Custardguts, Oct 31 2016
  

       When I try to put together something requiring lots of quanities and then work math on it, it is not much fun (for me) and there often turn out to be errors of orders of magnitude. Also aside from incompetence there is sloth.   

       I would be interested in reading math from any capable baker laying out the energy budget for a compressed air scheme as above: the energy required to compress into scuba tanks in one day the quantity of air containing 2000 L water.
bungston, Nov 01 2016
  

       ^ well, theoretically none(ish), since you'd be recycling the coolth and the pumping through the next batch.   

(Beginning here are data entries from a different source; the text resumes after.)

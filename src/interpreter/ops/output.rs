//! The `o` opcode
//!
//! The register picks the character and the operand picks how many copies are
//! appended:
//!
//! | register | character |
//! |---|---|
//! | 0-9 | the decimal digit |
//! | 10 | line break |
//! | 32-126 | that ASCII character |
//!
//! Any other register value is an error, even when the operand is 0.

use crate::interpreter::errors::ErrorKind;
use crate::memory::State;

/// Character the register value prints as, if any
pub fn map_register(value: i32) -> Option<char> {
    match value {
        0..=9 => char::from_digit(value as u32, 10),
        10 => Some('\n'),
        32..=126 => Some(value as u8 as char),
        _ => None,
    }
}

pub fn emit(count: u8, state: &mut State) -> Result<(), ErrorKind> {
    let value = state.register.value();
    let ch = map_register(value).ok_or(ErrorKind::InvalidOutputValue(value))?;
    state.output.push_repeated(ch, count as usize);
    Ok(())
}

#[cfg(test)]
mod tests {
    use super::*;

    #[test]
    fn test_mapping() {
        assert_eq!(map_register(0), Some('0'));
        assert_eq!(map_register(9), Some('9'));
        assert_eq!(map_register(10), Some('\n'));
        assert_eq!(map_register(32), Some(' '));
        assert_eq!(map_register(104), Some('h'));
        assert_eq!(map_register(126), Some('~'));
    }

    #[test]
    fn test_unmapped_values() {
        for value in [-1, 11, 20, 31, 127, -127] {
            assert_eq!(map_register(value), None, "value {}", value);
        }
    }

    #[test]
    fn test_operand_is_repeat_count() {
        let mut state = State::new();
        emit(9, &mut state).unwrap();
        assert_eq!(state.output.as_str(), "000000000");
    }

    #[test]
    fn test_invalid_value_with_zero_count() {
        let mut state = State::new();
        state.register.sub(1).unwrap();
        assert_eq!(emit(0, &mut state), Err(ErrorKind::InvalidOutputValue(-1)));
        assert!(state.output.is_empty());
    }
}
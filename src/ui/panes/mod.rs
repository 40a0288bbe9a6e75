//! TUI pane rendering modules
//!
//! # Pane Modules
//!
//! - [`source`]: program text with opcode highlighting and the current token
//! - [`machine`]: register, mode, recording target and halt flag
//! - [`functions`]: the ten function slots and their recorded bodies
//! - [`output`]: everything the program has printed so far
//! - [`status`]: status bar with keybindings and execution state
//!
//! Each pane module exports a `render_*` function taking the frame, its area,
//! the data to show and whether the pane has focus.

pub mod functions;
pub mod machine;
pub mod output;
pub mod source;
pub mod status;

pub use functions::render_functions_pane;
pub use machine::render_machine_pane;
pub use output::render_output_pane;
pub use source::{render_source_pane, SourceScrollState};
pub use status::render_status_bar;
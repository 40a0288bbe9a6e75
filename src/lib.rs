//! # Introduction
//!
//! naz runs programs written in naz, a tiny language whose only data is a
//! single bounded register. Every instruction is a digit followed by an opcode
//! letter, and the interpreter walks them one at a time with an optional pause
//! between steps. Runs can be watched live on the console or recorded and
//! replayed afterwards in a terminal UI built with
//! [ratatui](https://docs.rs/ratatui).
//!
//! ## Execution pipeline
//!
//! ```text
//! Source → Lexer → Program → Stepper → Dispatcher → Output / Snapshots
//! ```
//!
//! 1. [`parser`]: cuts the source into two-character slices and validates each
//!    one when execution reaches it.
//! 2. [`interpreter`]: the stepper, the opcode dispatcher, typed errors and
//!    diagnostics.
//! 3. [`memory`]: the register, the ten function slots and the run state.
//! 4. [`snapshot`]: the output buffer and the bounded per-step history.
//! 5. [`console`]: spinner, pacing and coloured messages for console runs.
//! 6. [`ui`]: ratatui-based trace viewer; not part of the stable library API.
//!
//! ## Instruction set
//!
//! `a` add, `s` subtract, `m` multiply, `d` divide, `p` modulo, `o` output,
//! `f` function, `x` mode, `h` halt. The register is bounded to [-127, 127].

pub mod console;
pub mod interpreter;
pub mod memory;
pub mod parser;
pub mod snapshot;
pub mod ui;
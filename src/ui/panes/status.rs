//! Status bar rendering with keybindings and state indicators

use crate::interpreter::errors::RuntimeError;
use crate::ui::theme::DEFAULT_THEME;
use ratatui::{
    layout::{Alignment, Constraint, Direction, Layout, Rect},
    style::{Color, Modifier, Style},
    text::{Line, Span},
    widgets::Paragraph,
    Frame,
};

/// Render the status bar at the bottom.
///
/// `error` is only passed while the viewer sits on the final step of a run
/// that ended in a fatal error.
pub fn render_status_bar(
    frame: &mut Frame,
    area: Rect,
    message: &str,
    current_step: usize,
    total_steps: usize,
    error: Option<&RuntimeError>,
    is_playing: bool,
) {
    let layout = Layout::default()
        .direction(Direction::Horizontal)
        .constraints([Constraint::Percentage(50), Constraint::Percentage(50)])
        .split(area);

    // Left side: step info and message (or the error with its trace)
    let step_text = format!(" Step {}/{} ", current_step + 1, total_steps);
    let message = match error {
        Some(error) => format!("error: {} {}", error, error.trace()),
        None => message.to_string(),
    };

    let left_spans = vec![
        Span::styled(
            step_text,
            Style::default()
                .bg(if error.is_some() {
                    DEFAULT_THEME.error
                } else {
                    DEFAULT_THEME.primary
                })
                .fg(Color::Black)
                .add_modifier(Modifier::BOLD),
        ),
        Span::styled(
            " | ",
            Style::default()
                .bg(DEFAULT_THEME.current_line_bg)
                .fg(DEFAULT_THEME.comment),
        ),
        Span::styled(
            format!(" {} ", message),
            Style::default()
                .bg(DEFAULT_THEME.current_line_bg)
                .fg(if error.is_some() {
                    DEFAULT_THEME.error
                } else {
                    DEFAULT_THEME.fg
                }),
        ),
    ];

    let left_paragraph = Paragraph::new(Line::from(left_spans))
        .style(Style::default().bg(DEFAULT_THEME.current_line_bg))
        .alignment(Alignment::Left);

    frame.render_widget(left_paragraph, layout[0]);

    // Right side: keybinds with visual grouping
    let key_style = Style::default().bg(DEFAULT_THEME.comment).fg(Color::Black);
    let desc_style = Style::default()
        .bg(DEFAULT_THEME.current_line_bg)
        .fg(DEFAULT_THEME.fg);
    let sep_style = Style::default()
        .bg(DEFAULT_THEME.current_line_bg)
        .fg(DEFAULT_THEME.comment);

    let mut right_spans = vec![
        Span::styled(" ←/→ ", key_style),
        Span::styled(" step ", desc_style),
        Span::styled("│", sep_style),
        Span::styled(" ", desc_style),
        Span::styled(" ⎵ ", key_style),
        Span::styled(" play ", desc_style),
        Span::styled("│", sep_style),
        Span::styled(" ", desc_style),
        Span::styled(" ↵ / ⌫ ", key_style),
        Span::styled(" end/start ", desc_style),
        Span::styled("│", sep_style),
        Span::styled(" ", desc_style),
        Span::styled("q", key_style),
        Span::styled(" quit ", desc_style),
    ];

    let is_at_start = current_step == 0;
    let is_at_end = current_step + 1 >= total_steps;

    let badge = if is_playing {
        Some((" ▶ PLAYING ", DEFAULT_THEME.secondary))
    } else if is_at_end && error.is_some() {
        Some((" ERROR ", DEFAULT_THEME.error))
    } else if is_at_end {
        Some((" END ", DEFAULT_THEME.error))
    } else if is_at_start {
        Some((" START ", DEFAULT_THEME.success))
    } else {
        None
    };

    if let Some((label, colour)) = badge {
        right_spans.push(Span::styled("│", sep_style));
        right_spans.push(Span::styled(
            label,
            Style::default()
                .bg(colour)
                .fg(Color::Black)
                .add_modifier(Modifier::BOLD),
        ));
    }

    let right_paragraph = Paragraph::new(Line::from(right_spans))
        .style(Style::default().bg(DEFAULT_THEME.current_line_bg))
        .alignment(Alignment::Right);

    frame.render_widget(right_paragraph, layout[1]);
}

       // Not enough water to live a 21st century western lifestyle on.// I am now going to google "How often did the Romans bathe ?".
FlyingToaster, Nov 01 2016
  

       //the energy required to compress into scuba tanks in one day the quantity of air containing 2000 L water.//   

       I'll try my hand at this calculation.   

       • a cubic meter of air has 10ml of water.
• 2000 litres of water requires 200,000m³ of air.
• 200,000m³ of air is compressed to 980m³ at 3000psi
• the work to compress gas is given by the equation:
W=nRTln(V2/V1)
  

       W is work in Joules
n is number of moles
R is the gas constant = 8.3 JK^-1mol^-1
V1 is initial volume and V2 is final volume
there are approximately 40 moles per cubic metre in gas.
T is temperature
  

       W = 40 * 200,000 * 8.3 * 290 * ln (980/200,000)
W = 1e11 J
W = 27e6 Wh
  

       Assuming you can buy electricity for $0.20/kWh, this would cost $5,400. Of course you can recover a lot of the energy when you decompress it, so not quite that expensive.